//! Prometheus text exposition of probe samples.

use std::collections::{HashMap, HashSet};
use std::fmt::Write;

use azmon_core::text::{escape_help, format_value, write_labels};

use crate::sample::{Gauge, Sample};

/// Content type of [`render`] output.
pub const CONTENT_TYPE: &str = "text/plain; version=0.0.4; charset=utf-8";

/// Render samples as exposition text.
///
/// Gauges are grouped by name in first-seen order. Invalid markers become
/// `# ERROR` comment lines ahead of the families. A repeated (name, labels)
/// pair keeps its first sample.
pub fn render(samples: &[Sample]) -> String {
    let mut out = String::new();
    let mut order: Vec<&str> = Vec::new();
    let mut families: HashMap<&str, Vec<&Gauge>> = HashMap::new();
    let mut seen: HashSet<(&str, Vec<(&str, &str)>)> = HashSet::new();

    for sample in samples {
        match sample {
            Sample::Invalid(message) => {
                let _ = writeln!(out, "# ERROR {}", message.replace('\n', " "));
            }
            Sample::Gauge(gauge) => {
                let identity = (
                    gauge.name.as_str(),
                    gauge
                        .labels
                        .iter()
                        .map(|(k, v)| (k.as_str(), v.as_str()))
                        .collect(),
                );
                if !seen.insert(identity) {
                    continue;
                }
                families
                    .entry(gauge.name.as_str())
                    .or_insert_with(|| {
                        order.push(gauge.name.as_str());
                        Vec::new()
                    })
                    .push(gauge);
            }
        }
    }

    for name in order {
        let Some(gauges) = families.get(name) else {
            continue;
        };
        let help = gauges.first().map(|g| g.help.as_str()).unwrap_or_default();
        let _ = writeln!(out, "# HELP {name} {}", escape_help(help));
        let _ = writeln!(out, "# TYPE {name} gauge");
        for gauge in gauges {
            out.push_str(name);
            write_labels(&mut out, gauge.labels.iter().map(|(k, v)| (k.as_str(), v.as_str())));
            let _ = writeln!(out, " {}", format_value(gauge.value));
        }
    }

    out
}
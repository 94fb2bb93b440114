//! Helpers for the Prometheus text exposition format.

use std::fmt::Write;

/// Escape a label value: backslash, double quote and newline.
pub fn escape_label_value(value: &str) -> String {
    let mut out = String::with_capacity(value.len());
    for c in value.chars() {
        match c {
            '\\' => out.push_str("\\\\"),
            '"' => out.push_str("\\\""),
            '\n' => out.push_str("\\n"),
            c => out.push(c),
        }
    }
    out
}

/// Escape HELP text: backslash and newline.
pub fn escape_help(text: &str) -> String {
    text.replace('\\', "\\\\").replace('\n', "\\n")
}

/// Format a sample value the way Prometheus clients do: shortest
/// round-trip form, `NaN`, `+Inf`, `-Inf`.
pub fn format_value(value: f64) -> String {
    if value.is_nan() {
        "NaN".to_string()
    } else if value == f64::INFINITY {
        "+Inf".to_string()
    } else if value == f64::NEG_INFINITY {
        "-Inf".to_string()
    } else {
        value.to_string()
    }
}

/// Append `{a="1",b="2"}` to `out`. Writes nothing for an empty label set.
pub fn write_labels<'a, I>(out: &mut String, labels: I)
where
    I: IntoIterator<Item = (&'a str, &'a str)>,
{
    let mut first = true;
    for (name, value) in labels {
        out.push(if first { '{' } else { ',' });
        first = false;
        let _ = write!(out, "{name}=\"{}\"", escape_label_value(value));
    }
    if !first {
        out.push('}');
    }
}
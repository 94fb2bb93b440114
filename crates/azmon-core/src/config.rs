//! `/probe` request parameter parser.
//!
//! Parameters may repeat. List-valued parameters also accept the `name[]`
//! suffix form, which is only consulted when the plain form is absent.

use std::collections::HashMap;
use std::time::Duration;

use crate::duration::parse_go_duration;
use crate::error::ConfigError;

pub const DEFAULT_QUERY: &str = "Resources";
pub const DEFAULT_METRIC_PREFIX: &str = "azure_monitor";

/// Pass-through options for the metrics batch API.
#[derive(Debug, Clone, Default, PartialEq, Eq)]
pub struct QueryOptions {
    /// Comma-separated aggregation selector, e.g. `average,maximum`.
    pub aggregation: Option<String>,
    /// ISO-8601 interval, e.g. `PT5M`.
    pub interval: Option<String>,
    /// Metric filter expression.
    pub filter: Option<String>,
    /// Maximum number of records per dimension.
    pub top: Option<i32>,
}

/// Validated configuration for a single probe request.
#[derive(Debug, Clone, PartialEq, Eq)]
pub struct ProbeConfig {
    /// Subscriptions to query. `None` means the process-wide fallback list.
    pub subscriptions: Option<Vec<String>>,
    pub resource_type: String,
    /// Base inventory query, filtered further by resource type.
    pub query: String,
    /// Metric namespace sent to the metrics API.
    pub metric_namespace: String,
    pub metric_names: Vec<String>,
    /// Leading segment of every synthesized metric name.
    pub metric_prefix: String,
    /// Inventory cache TTL. Zero disables caching.
    pub query_cache_expiration: Duration,
    pub options: QueryOptions,
}

/// Repeated-key view over raw query pairs.
struct Params(HashMap<String, Vec<String>>);

impl Params {
    fn new<I, K, V>(pairs: I) -> Self
    where
        I: IntoIterator<Item = (K, V)>,
        K: Into<String>,
        V: Into<String>,
    {
        let mut map: HashMap<String, Vec<String>> = HashMap::new();
        for (k, v) in pairs {
            map.entry(k.into()).or_default().push(v.into());
        }
        Self(map)
    }

    fn all(&self, key: &str) -> &[String] {
        self.0.get(key).map(Vec::as_slice).unwrap_or(&[])
    }

    /// Values of `key`, falling back to `key[]` when `key` is absent.
    fn list(&self, key: &str) -> &[String] {
        let plain = self.all(key);
        if !plain.is_empty() {
            return plain;
        }
        self.all(&format!("{key}[]"))
    }

    /// At most one value; empty strings count as absent.
    fn at_most_once(&self, key: &'static str) -> Result<Option<&str>, ConfigError> {
        match self.all(key) {
            [] => Ok(None),
            [value] if value.is_empty() => Ok(None),
            [value] => Ok(Some(value.as_str())),
            _ => Err(ConfigError::NotOnce(key)),
        }
    }
}

impl ProbeConfig {
    /// Build a config from decoded query pairs.
    pub fn from_query_pairs<I, K, V>(pairs: I) -> Result<Self, ConfigError>
    where
        I: IntoIterator<Item = (K, V)>,
        K: Into<String>,
        V: Into<String>,
    {
        let params = Params::new(pairs);

        let subscriptions = match params.list("subscriptionID") {
            [] => None,
            subs => Some(subs.to_vec()),
        };

        let resource_type = match params.all("resourceType") {
            [value] if !value.is_empty() => value.clone(),
            _ => return Err(ConfigError::NotOnce("resourceType")),
        };

        let metric_names = match params.list("metricName") {
            [] => return Err(ConfigError::Missing("metricName")),
            names => names.to_vec(),
        };

        let query = params
            .at_most_once("query")?
            .unwrap_or(DEFAULT_QUERY)
            .to_string();

        let aggregation = match params.list("aggregation") {
            [] => None,
            values => Some(values.join(",")),
        };

        let interval = params.at_most_once("interval")?.map(str::to_string);
        let filter = params.at_most_once("filter")?.map(str::to_string);

        let metric_prefix = params
            .at_most_once("metricPrefix")?
            .unwrap_or(DEFAULT_METRIC_PREFIX)
            .to_string();

        let metric_namespace = params
            .at_most_once("metricNamespace")?
            .unwrap_or(&resource_type)
            .to_string();

        let top = params
            .at_most_once("top")?
            .map(|v| v.trim().parse::<i32>().map_err(|_| ConfigError::InvalidTop))
            .transpose()?;

        let query_cache_expiration = params
            .at_most_once("queryCacheExpiration")?
            .map(parse_go_duration)
            .transpose()?
            .unwrap_or(Duration::ZERO);

        Ok(Self {
            subscriptions,
            resource_type,
            query,
            metric_namespace,
            metric_names,
            metric_prefix,
            query_cache_expiration,
            options: QueryOptions {
                aggregation,
                interval,
                filter,
                top,
            },
        })
    }

    /// Subscriptions for this request, or `fallback` when none were given.
    pub fn effective_subscriptions<'a>(&'a self, fallback: &'a [String]) -> &'a [String] {
        self.subscriptions.as_deref().unwrap_or(fallback)
    }

    /// Whether inventory results may be cached.
    pub fn caching_enabled(&self) -> bool {
        !self.query_cache_expiration.is_zero()
    }
}
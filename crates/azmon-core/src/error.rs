//! Error types for probe configuration parsing.

use thiserror::Error;

/// Errors produced while validating `/probe` request parameters.
///
/// The `Display` output is returned verbatim to the caller with a 400 status.
#[derive(Debug, Error, PartialEq, Eq)]
pub enum ConfigError {
    #[error("'{0}' parameter must be specified")]
    Missing(&'static str),

    #[error("'{0}' parameter must be specified once")]
    NotOnce(&'static str),

    #[error("'top' parameter must be a number")]
    InvalidTop,

    #[error("'queryCacheExpiration' parameter must be a duration: {0}")]
    InvalidCacheExpiration(#[from] DurationError),
}

/// Errors produced by [`crate::parse_go_duration`].
#[derive(Debug, Error, PartialEq, Eq)]
pub enum DurationError {
    #[error("empty duration")]
    Empty,

    #[error("invalid duration {0:?}")]
    Invalid(String),

    #[error("missing unit in duration {0:?}")]
    MissingUnit(String),

    #[error("unknown unit {unit:?} in duration {input:?}")]
    UnknownUnit { unit: String, input: String },

    #[error("negative duration {0:?}")]
    Negative(String),
}
//! Probe pipeline errors.

use azmon_client::ClientError;
use thiserror::Error;

/// A failure that aborts a probe phase.
///
/// Per-resource metric errors are not represented here; they are logged and
/// the resource is skipped.
#[derive(Debug, Error)]
pub enum ProbeError {
    #[error("error querying resource graph: {0}")]
    Structural(String),

    #[error(transparent)]
    Client(#[from] ClientError),

    #[error("error get metrics client for region {region}: {source}")]
    ClientConstruction {
        region: String,
        #[source]
        source: ClientError,
    },
}

pub type ProbeResult<T> = Result<T, ProbeError>;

YOUR GOAL →
What lines in the data include the string "exposition"? Copy each one.

RESPONSE TO THE TASK →
//! Prometheus text exposition of probe samples.
/// Render samples as exposition text.
//! Helpers for the Prometheus text exposition format.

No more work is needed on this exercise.